TASK DATA Start Marker

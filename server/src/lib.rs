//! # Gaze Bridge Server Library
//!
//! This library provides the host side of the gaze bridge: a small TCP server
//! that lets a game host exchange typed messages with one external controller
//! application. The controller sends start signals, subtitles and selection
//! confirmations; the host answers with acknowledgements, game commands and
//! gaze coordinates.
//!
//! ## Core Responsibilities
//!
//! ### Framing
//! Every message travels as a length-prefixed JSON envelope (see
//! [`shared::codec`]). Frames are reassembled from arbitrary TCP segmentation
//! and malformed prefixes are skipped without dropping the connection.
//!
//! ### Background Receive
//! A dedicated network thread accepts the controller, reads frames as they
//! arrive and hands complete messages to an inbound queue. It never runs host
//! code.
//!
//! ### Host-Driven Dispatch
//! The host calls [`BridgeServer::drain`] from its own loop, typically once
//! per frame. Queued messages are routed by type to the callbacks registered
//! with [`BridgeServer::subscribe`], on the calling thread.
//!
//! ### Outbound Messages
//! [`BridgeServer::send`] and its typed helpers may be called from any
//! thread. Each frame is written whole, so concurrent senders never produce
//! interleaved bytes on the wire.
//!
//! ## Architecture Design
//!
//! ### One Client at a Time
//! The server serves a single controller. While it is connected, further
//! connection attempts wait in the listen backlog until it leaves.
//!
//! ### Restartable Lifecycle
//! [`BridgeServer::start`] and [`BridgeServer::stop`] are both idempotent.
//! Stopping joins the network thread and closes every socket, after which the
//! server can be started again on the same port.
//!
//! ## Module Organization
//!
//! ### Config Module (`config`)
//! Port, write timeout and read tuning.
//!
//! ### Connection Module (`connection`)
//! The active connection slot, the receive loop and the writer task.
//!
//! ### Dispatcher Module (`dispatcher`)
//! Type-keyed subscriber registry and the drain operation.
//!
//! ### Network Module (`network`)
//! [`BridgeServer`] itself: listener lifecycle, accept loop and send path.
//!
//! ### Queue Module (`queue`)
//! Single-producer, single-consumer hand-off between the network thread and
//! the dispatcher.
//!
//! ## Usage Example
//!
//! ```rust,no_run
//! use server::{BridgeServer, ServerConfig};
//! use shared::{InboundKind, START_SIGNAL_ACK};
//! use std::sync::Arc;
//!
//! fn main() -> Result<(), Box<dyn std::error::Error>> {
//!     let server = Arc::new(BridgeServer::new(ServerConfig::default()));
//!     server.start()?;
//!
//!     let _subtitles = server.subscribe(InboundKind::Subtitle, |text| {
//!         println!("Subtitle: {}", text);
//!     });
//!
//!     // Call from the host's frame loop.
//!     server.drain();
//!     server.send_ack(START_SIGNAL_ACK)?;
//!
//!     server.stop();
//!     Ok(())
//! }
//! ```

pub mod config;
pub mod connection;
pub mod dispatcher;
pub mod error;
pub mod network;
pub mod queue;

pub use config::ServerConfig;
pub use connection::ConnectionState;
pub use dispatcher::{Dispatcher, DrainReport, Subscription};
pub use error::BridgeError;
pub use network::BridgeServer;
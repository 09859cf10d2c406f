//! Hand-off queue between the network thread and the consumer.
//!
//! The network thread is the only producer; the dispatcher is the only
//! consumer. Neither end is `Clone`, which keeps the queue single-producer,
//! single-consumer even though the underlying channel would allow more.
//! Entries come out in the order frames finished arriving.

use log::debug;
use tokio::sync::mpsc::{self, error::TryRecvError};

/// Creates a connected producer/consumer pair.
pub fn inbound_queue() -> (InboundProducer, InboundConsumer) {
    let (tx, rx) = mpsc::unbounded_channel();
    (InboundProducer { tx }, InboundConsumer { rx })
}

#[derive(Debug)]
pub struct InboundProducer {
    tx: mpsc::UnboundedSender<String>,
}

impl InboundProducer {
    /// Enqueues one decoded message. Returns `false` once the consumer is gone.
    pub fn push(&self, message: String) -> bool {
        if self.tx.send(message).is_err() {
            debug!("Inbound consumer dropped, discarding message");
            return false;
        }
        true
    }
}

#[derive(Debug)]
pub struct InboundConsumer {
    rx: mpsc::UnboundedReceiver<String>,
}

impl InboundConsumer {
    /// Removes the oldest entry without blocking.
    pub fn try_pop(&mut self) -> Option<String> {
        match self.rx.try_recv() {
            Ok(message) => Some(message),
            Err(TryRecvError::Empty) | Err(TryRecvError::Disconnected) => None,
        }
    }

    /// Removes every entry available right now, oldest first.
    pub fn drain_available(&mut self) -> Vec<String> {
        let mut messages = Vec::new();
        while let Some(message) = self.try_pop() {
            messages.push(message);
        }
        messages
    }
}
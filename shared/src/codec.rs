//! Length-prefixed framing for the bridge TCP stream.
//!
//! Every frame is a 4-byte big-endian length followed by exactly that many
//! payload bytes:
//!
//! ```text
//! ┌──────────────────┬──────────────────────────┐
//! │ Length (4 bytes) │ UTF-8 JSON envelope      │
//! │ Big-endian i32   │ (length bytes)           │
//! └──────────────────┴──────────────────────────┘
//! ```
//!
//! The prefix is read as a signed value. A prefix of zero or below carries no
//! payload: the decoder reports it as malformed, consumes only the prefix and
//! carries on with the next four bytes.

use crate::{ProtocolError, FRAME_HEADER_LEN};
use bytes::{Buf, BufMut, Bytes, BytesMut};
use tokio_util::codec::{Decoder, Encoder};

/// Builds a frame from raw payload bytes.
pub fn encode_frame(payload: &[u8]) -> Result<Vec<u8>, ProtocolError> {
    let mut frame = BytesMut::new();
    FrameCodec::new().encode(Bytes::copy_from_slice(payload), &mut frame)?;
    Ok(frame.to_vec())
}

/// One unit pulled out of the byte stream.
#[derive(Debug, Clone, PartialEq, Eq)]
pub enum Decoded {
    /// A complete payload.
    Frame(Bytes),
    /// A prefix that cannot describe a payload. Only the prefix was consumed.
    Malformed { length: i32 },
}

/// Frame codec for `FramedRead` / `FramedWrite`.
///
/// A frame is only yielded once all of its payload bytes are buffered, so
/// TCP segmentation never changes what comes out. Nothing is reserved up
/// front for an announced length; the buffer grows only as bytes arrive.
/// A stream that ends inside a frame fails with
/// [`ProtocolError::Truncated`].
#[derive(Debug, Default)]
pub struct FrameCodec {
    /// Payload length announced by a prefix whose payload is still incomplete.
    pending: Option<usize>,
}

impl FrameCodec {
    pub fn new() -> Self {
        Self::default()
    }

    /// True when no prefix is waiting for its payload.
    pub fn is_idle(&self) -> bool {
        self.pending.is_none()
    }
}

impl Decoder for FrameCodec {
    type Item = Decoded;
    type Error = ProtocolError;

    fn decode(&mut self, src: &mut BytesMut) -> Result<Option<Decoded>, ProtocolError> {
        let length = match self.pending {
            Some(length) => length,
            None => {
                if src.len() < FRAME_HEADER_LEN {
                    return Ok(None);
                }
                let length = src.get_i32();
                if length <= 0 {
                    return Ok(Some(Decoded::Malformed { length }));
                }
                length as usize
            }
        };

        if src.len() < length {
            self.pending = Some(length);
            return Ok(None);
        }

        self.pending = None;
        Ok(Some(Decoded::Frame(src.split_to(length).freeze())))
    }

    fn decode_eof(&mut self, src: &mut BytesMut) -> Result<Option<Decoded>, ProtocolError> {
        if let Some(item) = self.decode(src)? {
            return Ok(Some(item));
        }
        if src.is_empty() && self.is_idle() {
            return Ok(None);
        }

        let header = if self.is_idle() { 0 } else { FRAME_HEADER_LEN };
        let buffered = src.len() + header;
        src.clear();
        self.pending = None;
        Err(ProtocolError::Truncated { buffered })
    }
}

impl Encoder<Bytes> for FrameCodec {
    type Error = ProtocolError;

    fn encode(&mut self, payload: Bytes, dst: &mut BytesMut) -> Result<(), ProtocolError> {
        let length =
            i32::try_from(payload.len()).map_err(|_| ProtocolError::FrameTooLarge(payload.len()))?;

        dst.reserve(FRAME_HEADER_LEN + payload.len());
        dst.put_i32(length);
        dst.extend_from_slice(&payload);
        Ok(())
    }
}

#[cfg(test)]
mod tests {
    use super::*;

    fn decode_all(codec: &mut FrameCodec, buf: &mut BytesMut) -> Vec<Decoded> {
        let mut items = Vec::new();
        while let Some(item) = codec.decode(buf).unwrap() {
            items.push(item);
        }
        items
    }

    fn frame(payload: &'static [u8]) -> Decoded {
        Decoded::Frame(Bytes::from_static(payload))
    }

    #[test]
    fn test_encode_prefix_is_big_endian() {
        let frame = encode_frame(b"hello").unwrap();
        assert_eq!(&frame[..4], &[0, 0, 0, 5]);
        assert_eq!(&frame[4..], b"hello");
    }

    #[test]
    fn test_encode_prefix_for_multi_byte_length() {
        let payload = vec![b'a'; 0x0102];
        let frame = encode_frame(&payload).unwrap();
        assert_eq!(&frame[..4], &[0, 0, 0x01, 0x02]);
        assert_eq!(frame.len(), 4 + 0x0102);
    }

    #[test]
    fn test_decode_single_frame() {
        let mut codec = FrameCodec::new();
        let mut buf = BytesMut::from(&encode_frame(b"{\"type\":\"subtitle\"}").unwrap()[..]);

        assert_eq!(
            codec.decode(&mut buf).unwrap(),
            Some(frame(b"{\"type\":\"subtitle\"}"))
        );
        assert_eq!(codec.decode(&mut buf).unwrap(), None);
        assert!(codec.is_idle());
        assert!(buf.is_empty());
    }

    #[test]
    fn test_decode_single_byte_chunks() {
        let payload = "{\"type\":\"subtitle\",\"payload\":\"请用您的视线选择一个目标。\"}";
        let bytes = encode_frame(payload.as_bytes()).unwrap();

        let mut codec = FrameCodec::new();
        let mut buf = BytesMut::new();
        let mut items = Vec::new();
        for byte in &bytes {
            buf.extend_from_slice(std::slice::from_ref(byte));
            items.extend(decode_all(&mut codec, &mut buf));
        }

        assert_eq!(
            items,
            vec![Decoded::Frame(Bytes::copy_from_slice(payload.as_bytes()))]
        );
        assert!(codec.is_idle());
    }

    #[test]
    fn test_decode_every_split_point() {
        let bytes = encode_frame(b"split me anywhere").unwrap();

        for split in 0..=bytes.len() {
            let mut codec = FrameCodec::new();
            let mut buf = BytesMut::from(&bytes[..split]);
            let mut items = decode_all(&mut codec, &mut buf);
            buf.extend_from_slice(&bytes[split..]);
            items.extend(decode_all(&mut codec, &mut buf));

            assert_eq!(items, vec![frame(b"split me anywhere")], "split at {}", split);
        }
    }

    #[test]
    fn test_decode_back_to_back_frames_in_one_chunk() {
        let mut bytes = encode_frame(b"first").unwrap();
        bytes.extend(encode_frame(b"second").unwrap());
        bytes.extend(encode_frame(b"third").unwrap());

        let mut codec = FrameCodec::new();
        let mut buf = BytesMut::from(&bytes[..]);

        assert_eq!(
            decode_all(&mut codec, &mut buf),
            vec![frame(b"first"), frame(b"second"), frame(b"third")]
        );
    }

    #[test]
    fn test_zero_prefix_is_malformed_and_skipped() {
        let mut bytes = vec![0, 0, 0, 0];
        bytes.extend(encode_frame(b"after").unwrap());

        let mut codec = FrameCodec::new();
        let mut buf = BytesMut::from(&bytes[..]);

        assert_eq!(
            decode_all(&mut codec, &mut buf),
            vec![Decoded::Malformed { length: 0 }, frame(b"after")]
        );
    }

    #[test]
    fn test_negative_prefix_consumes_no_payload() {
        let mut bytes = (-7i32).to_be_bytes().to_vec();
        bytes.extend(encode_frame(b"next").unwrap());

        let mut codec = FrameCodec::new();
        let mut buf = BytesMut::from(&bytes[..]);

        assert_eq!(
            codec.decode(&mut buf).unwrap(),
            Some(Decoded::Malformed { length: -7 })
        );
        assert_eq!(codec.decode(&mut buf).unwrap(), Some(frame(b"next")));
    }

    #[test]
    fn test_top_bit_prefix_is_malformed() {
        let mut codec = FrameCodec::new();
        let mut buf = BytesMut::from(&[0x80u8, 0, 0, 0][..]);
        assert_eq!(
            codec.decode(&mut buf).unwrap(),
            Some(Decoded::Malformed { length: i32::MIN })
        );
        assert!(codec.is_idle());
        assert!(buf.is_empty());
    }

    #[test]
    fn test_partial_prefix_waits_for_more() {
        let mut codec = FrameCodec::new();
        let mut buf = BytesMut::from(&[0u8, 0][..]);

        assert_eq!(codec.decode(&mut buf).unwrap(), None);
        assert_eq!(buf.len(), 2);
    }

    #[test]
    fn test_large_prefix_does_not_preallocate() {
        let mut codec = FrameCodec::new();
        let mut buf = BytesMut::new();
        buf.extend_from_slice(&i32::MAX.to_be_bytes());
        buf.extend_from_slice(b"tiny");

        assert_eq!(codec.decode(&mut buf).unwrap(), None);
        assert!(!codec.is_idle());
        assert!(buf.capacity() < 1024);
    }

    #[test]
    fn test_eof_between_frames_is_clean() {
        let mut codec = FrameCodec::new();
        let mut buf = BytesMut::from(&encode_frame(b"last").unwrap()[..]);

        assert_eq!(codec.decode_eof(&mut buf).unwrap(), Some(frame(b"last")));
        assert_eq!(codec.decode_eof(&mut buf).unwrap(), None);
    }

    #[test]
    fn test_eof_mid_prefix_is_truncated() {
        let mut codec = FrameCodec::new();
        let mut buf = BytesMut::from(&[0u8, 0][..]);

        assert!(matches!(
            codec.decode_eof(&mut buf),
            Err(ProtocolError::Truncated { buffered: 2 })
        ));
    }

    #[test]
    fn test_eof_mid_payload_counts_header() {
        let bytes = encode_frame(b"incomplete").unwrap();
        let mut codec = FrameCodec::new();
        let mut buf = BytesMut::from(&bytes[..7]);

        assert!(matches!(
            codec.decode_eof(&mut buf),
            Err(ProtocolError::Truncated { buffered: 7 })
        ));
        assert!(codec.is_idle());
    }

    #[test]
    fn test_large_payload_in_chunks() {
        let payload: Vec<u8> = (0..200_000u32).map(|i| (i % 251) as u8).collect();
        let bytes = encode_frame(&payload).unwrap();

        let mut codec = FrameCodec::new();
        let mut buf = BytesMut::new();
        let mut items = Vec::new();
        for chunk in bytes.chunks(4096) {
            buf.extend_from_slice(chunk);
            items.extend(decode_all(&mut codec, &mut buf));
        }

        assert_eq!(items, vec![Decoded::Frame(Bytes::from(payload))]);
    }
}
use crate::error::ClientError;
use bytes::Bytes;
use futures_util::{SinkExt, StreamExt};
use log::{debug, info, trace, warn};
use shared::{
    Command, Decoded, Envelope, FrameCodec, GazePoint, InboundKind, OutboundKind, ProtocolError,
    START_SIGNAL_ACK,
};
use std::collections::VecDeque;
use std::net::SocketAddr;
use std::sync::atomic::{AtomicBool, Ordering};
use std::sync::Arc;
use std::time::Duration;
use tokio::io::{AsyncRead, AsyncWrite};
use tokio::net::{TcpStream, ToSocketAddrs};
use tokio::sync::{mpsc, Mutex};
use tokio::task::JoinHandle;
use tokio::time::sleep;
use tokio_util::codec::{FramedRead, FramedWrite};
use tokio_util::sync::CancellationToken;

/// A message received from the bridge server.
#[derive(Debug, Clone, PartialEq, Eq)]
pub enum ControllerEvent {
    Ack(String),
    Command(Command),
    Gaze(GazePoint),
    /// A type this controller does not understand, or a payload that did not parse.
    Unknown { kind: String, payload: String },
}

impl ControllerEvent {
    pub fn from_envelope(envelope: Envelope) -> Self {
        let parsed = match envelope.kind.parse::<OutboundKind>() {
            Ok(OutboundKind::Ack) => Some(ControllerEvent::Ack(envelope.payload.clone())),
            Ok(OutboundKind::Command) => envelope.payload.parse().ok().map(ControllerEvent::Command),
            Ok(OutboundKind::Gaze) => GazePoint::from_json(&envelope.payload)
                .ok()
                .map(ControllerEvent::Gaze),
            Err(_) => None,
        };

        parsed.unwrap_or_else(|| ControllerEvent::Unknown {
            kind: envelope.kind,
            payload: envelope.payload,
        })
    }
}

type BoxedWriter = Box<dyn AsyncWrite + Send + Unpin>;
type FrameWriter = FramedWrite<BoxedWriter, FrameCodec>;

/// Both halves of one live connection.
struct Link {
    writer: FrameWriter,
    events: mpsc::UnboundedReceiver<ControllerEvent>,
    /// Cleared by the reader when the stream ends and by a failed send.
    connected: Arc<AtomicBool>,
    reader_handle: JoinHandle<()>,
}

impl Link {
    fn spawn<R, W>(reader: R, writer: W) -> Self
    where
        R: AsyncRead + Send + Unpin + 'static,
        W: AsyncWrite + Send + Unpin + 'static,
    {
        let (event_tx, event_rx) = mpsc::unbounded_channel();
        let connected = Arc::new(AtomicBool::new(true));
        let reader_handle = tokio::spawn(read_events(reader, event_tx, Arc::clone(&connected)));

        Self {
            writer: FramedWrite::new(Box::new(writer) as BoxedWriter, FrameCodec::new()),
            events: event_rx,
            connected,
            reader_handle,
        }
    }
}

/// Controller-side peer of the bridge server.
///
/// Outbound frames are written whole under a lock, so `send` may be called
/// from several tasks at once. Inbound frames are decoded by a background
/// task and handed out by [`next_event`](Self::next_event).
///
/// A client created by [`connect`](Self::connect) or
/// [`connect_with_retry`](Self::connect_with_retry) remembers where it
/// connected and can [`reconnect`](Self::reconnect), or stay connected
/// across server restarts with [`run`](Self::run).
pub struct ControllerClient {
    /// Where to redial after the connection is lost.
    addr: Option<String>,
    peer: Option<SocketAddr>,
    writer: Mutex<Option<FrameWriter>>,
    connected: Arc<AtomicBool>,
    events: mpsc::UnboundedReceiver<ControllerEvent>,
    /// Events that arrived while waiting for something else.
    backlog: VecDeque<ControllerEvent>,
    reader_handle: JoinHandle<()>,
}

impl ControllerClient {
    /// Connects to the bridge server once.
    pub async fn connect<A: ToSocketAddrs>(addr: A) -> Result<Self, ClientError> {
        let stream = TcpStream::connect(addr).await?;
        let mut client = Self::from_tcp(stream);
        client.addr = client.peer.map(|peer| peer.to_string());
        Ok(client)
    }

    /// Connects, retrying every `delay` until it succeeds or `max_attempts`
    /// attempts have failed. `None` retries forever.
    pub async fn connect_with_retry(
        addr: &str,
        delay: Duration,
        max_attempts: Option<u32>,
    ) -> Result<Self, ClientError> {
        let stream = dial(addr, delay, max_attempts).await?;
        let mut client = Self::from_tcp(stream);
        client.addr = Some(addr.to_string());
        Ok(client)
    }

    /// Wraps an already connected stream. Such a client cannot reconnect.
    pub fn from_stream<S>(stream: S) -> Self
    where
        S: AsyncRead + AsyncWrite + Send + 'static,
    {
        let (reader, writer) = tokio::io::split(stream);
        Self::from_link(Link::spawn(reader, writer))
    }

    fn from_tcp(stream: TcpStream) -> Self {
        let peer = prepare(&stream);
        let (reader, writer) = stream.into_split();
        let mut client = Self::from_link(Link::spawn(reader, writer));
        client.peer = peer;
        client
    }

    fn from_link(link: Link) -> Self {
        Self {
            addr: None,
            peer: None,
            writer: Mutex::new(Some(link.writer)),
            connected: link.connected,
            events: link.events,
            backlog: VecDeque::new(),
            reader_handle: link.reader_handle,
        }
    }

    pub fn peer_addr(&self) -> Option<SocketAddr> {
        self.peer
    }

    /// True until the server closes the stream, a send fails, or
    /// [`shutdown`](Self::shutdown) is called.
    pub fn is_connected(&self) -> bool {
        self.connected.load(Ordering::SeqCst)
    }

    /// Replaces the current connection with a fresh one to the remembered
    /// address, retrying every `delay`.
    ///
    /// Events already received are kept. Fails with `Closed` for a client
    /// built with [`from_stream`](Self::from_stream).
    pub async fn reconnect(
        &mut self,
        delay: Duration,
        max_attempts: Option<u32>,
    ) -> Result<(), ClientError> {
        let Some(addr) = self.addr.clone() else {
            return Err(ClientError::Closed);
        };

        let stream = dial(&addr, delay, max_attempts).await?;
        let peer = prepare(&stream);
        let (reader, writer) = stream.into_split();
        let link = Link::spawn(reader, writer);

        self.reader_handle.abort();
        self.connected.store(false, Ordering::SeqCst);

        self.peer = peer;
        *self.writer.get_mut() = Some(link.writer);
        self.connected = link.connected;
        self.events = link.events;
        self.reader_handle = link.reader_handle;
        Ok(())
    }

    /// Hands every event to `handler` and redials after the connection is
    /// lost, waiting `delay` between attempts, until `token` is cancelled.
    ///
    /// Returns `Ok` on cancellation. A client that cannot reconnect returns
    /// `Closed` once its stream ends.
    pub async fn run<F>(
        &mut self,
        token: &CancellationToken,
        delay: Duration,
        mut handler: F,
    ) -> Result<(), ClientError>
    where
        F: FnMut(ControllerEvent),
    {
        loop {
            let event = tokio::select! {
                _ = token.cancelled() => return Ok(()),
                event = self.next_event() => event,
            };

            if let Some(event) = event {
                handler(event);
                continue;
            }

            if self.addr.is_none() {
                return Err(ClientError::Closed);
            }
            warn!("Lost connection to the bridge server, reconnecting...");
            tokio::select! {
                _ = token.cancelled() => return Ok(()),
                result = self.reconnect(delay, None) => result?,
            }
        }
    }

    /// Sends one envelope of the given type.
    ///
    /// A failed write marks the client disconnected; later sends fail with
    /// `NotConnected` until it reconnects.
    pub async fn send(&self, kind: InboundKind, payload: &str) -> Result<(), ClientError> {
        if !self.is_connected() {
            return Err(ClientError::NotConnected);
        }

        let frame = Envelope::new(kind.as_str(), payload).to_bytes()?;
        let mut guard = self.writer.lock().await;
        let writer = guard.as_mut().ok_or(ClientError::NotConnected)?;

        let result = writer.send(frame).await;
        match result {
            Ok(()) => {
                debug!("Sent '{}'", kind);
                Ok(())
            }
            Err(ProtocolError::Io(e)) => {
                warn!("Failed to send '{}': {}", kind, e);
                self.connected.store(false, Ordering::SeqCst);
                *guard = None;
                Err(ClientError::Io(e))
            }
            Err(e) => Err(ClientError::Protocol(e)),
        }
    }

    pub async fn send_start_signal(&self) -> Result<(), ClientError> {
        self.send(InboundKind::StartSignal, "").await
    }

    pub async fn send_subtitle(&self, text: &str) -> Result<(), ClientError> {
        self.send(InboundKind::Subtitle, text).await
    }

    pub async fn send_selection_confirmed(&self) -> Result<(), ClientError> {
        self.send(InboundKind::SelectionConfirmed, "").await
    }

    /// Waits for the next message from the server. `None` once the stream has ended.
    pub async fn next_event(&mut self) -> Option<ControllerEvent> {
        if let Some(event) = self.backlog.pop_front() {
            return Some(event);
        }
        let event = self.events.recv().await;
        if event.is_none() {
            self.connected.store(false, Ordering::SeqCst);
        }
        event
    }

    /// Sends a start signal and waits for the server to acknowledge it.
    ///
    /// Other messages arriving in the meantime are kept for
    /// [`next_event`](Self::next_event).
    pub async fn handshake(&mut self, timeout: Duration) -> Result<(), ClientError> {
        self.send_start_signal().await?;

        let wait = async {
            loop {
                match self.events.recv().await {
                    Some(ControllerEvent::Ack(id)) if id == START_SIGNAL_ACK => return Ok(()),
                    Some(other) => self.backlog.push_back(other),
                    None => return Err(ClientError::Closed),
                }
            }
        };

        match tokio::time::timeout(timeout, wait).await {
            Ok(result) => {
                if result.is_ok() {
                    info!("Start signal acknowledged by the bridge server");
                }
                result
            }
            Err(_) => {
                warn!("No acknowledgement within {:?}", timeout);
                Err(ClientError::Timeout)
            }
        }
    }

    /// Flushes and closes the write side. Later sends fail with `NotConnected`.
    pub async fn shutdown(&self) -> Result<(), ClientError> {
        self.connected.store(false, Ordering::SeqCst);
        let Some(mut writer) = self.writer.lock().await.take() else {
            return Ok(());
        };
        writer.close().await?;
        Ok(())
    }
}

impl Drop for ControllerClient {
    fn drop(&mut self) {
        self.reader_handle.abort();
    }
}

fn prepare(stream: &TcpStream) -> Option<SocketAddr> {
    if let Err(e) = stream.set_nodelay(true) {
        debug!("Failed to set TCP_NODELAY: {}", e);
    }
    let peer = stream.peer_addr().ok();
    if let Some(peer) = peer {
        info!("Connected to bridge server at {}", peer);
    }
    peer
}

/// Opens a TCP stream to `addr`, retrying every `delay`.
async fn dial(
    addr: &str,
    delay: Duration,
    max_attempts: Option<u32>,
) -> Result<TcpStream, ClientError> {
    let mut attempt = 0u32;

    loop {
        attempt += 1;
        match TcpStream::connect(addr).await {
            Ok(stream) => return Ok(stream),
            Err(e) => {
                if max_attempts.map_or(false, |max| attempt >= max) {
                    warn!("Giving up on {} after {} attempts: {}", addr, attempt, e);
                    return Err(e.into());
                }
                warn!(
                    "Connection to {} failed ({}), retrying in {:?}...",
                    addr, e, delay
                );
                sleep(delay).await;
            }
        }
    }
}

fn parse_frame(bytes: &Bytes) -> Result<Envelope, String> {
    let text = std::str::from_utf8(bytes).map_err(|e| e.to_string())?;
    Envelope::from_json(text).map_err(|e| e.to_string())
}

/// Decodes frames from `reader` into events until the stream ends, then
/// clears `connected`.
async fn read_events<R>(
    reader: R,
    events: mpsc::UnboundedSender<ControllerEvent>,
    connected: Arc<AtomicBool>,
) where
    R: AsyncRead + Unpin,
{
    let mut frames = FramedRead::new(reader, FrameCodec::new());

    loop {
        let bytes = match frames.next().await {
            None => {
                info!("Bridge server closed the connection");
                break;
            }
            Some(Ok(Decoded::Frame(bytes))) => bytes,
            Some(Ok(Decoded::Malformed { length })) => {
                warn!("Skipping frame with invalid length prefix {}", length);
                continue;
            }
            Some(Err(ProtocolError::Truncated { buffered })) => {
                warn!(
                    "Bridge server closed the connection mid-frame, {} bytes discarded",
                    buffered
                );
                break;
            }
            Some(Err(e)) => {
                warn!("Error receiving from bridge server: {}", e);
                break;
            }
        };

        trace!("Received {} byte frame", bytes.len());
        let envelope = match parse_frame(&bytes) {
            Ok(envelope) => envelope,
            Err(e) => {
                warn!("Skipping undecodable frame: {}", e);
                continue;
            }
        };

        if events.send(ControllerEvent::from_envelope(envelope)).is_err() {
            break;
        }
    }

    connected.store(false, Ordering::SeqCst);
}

TASK DATA End Marker

WHAT YOU SHOULD DO =
Leave out every line above except those from the line with "length as usize" up to and including the line with "let header = if", and copy those exactly.

RESULT OF THIS TASK =
                length as usize
            }
        };

        if src.len() < length {
            self.pending = Some(length);
            return Ok(None);
        }

        self.pending = None;
        Ok(Some(Decoded::Frame(src.split_to(length).freeze())))
    }

    fn decode_eof(&mut self, src: &mut BytesMut) -> Result<Option<Decoded>, ProtocolError> {
        if let Some(item) = self.decode(src)? {
            return Ok(Some(item));
        }
        if src.is_empty() && self.is_idle() {
            return Ok(None);
        }

        let header = if self.is_idle() { 0 } else { FRAME_HEADER_LEN };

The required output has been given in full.